**WORK INSTRUCTIONS:** Determine how many of the lines below include "find", then respond with that number and no other text.

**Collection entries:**
---------------

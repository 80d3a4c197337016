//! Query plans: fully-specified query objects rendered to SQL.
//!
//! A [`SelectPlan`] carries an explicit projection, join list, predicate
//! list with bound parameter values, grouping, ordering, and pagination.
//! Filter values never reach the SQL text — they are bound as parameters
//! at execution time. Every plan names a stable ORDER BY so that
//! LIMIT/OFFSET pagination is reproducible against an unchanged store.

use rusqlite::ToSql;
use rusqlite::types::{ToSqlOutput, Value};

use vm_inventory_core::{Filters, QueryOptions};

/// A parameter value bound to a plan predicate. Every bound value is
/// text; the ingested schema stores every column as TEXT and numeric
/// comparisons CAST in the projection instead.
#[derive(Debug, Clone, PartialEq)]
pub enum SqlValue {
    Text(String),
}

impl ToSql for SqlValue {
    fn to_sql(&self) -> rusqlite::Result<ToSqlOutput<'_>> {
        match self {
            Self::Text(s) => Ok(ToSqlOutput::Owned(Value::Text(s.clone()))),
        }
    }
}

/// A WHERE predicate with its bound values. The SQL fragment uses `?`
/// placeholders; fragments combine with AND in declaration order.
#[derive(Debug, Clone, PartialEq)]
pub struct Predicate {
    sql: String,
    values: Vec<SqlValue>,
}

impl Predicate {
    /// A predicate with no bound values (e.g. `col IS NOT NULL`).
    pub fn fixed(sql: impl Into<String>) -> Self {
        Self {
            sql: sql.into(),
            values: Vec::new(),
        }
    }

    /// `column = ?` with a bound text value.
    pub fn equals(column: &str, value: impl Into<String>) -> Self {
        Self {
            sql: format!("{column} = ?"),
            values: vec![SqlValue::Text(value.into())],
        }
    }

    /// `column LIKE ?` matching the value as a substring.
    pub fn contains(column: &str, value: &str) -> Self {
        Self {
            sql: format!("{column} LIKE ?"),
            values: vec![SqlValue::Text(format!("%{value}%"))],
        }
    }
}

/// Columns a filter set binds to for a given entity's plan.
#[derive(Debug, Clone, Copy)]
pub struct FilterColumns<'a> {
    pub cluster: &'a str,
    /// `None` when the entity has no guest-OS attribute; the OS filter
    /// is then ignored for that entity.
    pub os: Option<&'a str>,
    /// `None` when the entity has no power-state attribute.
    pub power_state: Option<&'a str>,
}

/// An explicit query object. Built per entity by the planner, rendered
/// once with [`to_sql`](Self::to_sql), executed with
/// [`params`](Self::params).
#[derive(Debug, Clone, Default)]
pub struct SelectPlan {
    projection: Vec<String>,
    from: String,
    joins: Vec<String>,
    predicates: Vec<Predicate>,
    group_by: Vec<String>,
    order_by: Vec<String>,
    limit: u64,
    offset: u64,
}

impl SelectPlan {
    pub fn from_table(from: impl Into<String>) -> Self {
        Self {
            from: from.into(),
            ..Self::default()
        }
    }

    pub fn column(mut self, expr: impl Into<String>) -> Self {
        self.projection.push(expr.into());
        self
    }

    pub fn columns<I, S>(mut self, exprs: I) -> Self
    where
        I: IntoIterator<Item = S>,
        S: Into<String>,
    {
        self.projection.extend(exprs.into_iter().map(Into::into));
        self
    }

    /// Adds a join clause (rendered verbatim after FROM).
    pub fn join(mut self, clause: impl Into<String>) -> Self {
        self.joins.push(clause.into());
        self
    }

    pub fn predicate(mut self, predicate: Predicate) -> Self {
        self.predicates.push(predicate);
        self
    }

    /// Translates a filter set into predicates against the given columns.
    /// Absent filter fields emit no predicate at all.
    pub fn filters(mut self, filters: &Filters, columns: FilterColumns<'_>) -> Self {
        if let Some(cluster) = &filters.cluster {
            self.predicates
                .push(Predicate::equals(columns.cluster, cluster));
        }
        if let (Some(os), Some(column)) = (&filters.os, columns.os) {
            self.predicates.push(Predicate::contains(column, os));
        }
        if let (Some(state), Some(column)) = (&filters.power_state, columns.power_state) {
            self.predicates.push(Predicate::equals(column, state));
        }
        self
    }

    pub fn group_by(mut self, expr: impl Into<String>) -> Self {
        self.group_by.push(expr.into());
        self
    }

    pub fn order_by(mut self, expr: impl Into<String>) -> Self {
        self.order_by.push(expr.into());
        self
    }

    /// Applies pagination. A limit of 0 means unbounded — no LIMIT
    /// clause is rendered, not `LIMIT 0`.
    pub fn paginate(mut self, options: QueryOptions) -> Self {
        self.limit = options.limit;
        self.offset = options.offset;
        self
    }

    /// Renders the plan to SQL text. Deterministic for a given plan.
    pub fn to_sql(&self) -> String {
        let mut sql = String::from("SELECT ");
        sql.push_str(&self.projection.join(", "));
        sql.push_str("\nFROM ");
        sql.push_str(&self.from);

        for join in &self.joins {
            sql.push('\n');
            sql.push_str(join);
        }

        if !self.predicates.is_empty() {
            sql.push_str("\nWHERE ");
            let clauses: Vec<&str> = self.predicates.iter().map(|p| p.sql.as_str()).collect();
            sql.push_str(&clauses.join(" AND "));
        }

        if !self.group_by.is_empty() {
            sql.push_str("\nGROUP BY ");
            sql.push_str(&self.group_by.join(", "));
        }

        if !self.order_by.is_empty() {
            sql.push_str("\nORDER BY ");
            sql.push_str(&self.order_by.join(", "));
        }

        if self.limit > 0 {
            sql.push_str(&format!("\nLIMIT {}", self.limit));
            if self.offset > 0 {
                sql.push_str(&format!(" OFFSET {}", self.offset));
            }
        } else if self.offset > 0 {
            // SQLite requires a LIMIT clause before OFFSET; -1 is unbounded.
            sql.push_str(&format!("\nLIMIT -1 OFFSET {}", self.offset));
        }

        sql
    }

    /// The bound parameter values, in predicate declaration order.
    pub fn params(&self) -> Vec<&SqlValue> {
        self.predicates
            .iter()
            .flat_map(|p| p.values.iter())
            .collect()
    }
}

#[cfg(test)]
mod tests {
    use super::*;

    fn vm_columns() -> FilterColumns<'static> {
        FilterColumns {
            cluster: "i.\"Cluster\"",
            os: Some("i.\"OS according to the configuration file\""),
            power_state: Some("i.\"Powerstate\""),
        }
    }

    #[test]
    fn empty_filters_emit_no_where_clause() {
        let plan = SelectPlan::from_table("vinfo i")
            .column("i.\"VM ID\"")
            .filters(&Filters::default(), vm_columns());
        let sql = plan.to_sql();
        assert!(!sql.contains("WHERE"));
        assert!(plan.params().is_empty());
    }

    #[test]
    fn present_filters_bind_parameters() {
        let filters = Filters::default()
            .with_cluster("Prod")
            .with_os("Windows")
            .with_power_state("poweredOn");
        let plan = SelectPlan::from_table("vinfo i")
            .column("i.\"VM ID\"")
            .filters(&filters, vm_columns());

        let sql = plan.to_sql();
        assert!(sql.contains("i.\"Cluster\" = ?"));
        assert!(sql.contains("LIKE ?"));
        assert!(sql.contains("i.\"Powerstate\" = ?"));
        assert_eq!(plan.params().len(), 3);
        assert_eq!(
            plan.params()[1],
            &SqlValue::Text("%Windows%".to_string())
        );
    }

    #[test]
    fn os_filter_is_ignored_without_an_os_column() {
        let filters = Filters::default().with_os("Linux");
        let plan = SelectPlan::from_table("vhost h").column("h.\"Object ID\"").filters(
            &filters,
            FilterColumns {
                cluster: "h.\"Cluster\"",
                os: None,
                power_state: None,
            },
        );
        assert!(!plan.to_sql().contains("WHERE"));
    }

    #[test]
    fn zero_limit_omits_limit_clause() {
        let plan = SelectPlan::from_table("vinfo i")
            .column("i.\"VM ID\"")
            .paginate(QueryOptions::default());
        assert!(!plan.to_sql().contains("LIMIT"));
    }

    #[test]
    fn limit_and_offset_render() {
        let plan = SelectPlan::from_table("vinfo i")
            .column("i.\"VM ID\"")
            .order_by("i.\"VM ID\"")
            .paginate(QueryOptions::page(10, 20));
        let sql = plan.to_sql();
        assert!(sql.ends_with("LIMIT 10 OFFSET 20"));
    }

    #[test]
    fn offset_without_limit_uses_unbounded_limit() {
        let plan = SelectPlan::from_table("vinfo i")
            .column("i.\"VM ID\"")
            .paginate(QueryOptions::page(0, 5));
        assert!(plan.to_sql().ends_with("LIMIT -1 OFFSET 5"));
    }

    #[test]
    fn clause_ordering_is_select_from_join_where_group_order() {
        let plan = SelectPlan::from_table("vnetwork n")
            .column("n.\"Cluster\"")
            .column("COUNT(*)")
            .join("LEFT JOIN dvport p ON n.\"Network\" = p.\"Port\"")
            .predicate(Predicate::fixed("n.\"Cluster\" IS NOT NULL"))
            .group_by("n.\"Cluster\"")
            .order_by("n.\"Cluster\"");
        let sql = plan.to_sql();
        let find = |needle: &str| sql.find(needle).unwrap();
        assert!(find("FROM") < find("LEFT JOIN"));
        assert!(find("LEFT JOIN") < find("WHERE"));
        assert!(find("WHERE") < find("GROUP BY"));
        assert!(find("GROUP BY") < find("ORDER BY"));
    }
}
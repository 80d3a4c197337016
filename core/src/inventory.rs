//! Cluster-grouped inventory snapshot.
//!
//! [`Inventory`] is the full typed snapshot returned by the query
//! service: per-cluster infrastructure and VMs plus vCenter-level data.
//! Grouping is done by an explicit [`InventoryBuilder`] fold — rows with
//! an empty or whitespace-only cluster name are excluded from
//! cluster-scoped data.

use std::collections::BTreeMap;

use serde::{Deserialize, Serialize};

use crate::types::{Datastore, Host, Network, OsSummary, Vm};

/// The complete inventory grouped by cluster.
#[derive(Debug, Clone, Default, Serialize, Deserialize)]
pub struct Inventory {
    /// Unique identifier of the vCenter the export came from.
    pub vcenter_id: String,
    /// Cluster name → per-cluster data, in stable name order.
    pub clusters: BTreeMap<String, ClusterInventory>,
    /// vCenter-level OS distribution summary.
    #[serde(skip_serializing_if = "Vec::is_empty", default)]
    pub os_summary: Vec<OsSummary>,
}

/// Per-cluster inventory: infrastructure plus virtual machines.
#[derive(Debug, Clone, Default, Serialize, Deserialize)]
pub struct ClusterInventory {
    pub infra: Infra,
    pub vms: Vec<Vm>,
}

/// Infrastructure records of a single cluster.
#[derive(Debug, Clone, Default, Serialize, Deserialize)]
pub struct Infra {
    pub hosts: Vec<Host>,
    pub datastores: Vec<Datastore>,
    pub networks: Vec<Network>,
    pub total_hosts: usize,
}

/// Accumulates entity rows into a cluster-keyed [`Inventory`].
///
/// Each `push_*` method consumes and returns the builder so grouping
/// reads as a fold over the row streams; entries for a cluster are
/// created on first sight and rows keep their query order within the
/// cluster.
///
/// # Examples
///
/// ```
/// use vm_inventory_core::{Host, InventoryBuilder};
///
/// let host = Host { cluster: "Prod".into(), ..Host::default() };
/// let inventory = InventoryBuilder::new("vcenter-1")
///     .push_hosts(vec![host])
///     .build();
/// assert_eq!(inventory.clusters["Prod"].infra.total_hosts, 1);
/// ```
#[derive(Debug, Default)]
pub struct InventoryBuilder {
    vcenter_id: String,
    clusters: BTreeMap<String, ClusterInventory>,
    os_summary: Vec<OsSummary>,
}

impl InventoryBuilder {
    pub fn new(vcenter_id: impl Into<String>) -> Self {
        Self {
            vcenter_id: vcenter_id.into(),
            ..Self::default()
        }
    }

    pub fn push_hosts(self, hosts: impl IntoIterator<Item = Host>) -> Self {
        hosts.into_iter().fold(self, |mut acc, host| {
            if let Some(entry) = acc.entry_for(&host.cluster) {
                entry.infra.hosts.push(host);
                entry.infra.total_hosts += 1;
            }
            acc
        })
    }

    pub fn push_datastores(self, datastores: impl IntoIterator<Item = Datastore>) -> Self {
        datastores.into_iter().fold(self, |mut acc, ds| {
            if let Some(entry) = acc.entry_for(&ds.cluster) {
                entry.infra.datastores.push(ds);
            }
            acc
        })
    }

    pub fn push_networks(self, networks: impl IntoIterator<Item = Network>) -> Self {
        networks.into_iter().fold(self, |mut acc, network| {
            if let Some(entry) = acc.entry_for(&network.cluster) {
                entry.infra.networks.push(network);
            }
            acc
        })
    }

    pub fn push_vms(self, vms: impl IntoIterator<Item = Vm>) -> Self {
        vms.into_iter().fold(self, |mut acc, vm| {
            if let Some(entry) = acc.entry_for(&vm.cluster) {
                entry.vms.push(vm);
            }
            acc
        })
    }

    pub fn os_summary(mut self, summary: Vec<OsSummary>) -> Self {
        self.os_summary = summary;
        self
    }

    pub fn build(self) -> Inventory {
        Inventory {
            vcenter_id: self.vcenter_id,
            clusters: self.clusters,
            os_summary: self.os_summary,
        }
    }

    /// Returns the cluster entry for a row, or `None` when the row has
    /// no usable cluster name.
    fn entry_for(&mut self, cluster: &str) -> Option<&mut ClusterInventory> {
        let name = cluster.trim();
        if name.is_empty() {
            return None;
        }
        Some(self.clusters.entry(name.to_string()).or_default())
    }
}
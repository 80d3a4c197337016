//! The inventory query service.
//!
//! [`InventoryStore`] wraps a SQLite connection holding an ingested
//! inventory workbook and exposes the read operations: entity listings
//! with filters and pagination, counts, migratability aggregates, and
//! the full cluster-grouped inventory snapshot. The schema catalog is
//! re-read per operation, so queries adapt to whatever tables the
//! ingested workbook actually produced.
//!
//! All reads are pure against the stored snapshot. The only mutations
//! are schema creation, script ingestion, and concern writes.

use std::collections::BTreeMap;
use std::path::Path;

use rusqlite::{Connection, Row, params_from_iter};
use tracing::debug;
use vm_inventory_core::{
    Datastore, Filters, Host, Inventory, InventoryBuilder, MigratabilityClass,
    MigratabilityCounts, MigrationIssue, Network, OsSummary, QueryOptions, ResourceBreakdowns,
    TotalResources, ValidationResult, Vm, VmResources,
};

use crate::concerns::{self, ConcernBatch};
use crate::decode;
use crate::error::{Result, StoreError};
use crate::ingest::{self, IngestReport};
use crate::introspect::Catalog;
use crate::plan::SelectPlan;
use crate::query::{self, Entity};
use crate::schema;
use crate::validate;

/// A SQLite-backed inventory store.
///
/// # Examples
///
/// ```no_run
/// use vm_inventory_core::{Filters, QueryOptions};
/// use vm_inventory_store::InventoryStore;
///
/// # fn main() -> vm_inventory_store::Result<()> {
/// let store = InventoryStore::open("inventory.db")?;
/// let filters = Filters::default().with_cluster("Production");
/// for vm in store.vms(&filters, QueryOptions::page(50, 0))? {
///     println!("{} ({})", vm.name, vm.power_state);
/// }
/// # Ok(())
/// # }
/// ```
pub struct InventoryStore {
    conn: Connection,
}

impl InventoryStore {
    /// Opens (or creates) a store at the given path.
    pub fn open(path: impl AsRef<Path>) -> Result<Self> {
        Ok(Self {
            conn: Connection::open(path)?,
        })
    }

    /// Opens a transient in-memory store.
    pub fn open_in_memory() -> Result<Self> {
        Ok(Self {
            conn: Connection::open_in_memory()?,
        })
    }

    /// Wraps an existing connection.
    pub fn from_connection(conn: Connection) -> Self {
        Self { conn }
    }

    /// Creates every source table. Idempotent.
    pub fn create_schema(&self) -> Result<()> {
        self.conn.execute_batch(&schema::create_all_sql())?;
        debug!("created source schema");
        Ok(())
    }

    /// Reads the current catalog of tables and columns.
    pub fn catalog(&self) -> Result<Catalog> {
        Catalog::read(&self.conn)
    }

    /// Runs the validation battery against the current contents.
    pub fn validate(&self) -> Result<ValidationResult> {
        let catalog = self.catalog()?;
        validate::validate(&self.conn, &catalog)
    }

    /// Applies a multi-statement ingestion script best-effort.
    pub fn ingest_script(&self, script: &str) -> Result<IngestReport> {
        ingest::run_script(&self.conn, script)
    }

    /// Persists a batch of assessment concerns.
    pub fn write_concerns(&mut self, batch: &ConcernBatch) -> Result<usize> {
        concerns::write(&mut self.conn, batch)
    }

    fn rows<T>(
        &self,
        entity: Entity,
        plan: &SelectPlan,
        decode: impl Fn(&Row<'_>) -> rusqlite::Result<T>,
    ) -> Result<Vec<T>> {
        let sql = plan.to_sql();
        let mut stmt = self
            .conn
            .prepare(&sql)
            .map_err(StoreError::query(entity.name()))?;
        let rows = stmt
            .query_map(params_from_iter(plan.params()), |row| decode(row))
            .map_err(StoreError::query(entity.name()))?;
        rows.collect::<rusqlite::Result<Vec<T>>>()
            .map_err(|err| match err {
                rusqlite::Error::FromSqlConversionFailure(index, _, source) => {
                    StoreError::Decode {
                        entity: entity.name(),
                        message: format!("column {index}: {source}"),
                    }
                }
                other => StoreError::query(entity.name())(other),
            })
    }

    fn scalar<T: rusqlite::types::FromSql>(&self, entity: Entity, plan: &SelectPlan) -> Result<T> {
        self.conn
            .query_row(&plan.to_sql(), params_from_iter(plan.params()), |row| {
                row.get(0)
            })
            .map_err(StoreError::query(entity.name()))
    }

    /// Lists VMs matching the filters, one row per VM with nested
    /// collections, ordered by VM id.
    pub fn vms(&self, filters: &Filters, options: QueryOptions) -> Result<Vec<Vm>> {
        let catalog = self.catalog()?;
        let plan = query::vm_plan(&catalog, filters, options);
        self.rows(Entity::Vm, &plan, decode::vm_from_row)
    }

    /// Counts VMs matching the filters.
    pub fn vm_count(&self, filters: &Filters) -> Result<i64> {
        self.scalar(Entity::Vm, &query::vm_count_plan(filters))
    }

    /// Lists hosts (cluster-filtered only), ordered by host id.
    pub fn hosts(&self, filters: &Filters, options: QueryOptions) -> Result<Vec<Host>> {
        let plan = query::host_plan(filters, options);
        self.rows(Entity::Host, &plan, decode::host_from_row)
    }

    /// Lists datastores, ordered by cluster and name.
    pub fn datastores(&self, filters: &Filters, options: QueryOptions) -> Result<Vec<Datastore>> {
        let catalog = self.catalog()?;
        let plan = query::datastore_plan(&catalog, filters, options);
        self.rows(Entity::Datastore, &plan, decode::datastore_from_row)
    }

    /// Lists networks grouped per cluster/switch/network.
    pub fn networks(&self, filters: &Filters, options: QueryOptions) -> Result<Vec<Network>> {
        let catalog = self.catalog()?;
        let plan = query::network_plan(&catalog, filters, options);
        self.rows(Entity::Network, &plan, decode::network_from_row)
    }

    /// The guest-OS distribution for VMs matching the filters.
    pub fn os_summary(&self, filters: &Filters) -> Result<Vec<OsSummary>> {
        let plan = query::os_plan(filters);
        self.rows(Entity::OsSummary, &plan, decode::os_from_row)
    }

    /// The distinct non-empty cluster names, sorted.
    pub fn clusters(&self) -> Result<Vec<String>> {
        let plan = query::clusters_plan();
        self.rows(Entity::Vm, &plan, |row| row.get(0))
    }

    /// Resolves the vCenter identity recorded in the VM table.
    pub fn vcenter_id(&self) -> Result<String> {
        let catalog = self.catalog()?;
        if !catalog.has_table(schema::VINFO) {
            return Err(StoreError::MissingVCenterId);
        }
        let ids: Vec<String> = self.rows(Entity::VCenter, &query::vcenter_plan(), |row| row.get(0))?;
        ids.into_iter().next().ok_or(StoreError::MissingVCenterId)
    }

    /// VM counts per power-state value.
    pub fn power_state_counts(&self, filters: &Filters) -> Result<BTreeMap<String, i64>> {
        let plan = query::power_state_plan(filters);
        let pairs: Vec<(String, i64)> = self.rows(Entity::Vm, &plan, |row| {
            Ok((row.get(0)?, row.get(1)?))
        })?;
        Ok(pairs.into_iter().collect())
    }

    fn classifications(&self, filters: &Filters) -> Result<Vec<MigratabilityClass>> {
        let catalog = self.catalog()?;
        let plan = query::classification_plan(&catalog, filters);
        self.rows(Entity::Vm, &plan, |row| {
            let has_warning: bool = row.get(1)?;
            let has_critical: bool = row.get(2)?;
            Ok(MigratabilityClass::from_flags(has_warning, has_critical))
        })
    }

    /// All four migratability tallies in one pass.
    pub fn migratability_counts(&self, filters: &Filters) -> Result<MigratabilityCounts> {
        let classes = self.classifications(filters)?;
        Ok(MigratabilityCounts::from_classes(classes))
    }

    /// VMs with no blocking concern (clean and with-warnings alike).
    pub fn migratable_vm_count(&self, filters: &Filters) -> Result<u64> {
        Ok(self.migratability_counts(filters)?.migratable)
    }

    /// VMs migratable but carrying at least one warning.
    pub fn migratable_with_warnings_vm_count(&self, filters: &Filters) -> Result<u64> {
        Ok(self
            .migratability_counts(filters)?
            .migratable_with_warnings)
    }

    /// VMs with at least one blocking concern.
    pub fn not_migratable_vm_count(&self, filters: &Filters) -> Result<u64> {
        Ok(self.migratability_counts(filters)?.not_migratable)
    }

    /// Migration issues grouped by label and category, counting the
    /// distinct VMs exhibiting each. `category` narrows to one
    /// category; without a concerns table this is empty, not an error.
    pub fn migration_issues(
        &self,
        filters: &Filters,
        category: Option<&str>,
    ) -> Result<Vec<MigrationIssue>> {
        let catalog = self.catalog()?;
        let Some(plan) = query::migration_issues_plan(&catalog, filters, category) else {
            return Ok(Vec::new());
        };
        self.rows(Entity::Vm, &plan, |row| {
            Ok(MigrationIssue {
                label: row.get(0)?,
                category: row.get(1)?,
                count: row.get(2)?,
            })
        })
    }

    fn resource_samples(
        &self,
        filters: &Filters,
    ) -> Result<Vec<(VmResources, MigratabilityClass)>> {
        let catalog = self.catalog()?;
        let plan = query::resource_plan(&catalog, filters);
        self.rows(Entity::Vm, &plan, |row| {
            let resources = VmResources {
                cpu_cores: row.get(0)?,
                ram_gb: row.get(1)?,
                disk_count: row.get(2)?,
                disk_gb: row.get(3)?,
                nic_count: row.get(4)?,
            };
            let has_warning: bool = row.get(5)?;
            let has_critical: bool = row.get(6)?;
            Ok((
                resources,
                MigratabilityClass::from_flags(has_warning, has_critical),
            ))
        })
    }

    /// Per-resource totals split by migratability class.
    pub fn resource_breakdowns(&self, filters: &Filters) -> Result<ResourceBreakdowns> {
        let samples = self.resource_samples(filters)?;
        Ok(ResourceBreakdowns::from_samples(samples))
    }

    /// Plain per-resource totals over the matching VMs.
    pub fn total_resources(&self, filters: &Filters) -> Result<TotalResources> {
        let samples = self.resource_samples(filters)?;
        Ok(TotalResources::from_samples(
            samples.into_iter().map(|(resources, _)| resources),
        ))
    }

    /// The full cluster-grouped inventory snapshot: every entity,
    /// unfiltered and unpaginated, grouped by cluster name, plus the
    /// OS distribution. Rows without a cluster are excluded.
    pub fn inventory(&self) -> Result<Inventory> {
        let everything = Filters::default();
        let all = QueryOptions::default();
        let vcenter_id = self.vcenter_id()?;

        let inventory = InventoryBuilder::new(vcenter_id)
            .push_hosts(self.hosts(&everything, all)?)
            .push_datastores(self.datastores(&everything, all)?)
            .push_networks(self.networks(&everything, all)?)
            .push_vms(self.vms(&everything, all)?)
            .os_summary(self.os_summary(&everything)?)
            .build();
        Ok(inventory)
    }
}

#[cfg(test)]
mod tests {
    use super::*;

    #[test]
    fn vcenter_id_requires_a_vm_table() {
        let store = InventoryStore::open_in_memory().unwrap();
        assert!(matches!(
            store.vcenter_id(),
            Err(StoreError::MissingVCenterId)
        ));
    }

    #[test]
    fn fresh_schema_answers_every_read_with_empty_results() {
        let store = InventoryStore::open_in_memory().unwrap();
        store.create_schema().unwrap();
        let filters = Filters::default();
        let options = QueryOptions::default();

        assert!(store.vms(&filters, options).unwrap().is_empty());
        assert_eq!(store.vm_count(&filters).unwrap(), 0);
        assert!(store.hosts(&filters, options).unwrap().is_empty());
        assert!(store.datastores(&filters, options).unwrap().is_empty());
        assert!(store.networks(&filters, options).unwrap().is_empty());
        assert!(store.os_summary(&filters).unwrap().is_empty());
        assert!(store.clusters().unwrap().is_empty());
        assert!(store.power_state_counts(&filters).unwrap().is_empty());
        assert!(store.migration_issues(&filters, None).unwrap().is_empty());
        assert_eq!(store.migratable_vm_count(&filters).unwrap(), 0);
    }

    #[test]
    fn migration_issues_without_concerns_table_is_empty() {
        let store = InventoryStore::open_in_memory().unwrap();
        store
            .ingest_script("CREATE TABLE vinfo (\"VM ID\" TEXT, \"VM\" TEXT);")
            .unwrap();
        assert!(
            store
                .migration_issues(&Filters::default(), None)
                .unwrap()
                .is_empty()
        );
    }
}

---------------

**WRITTEN ANSWER:** 5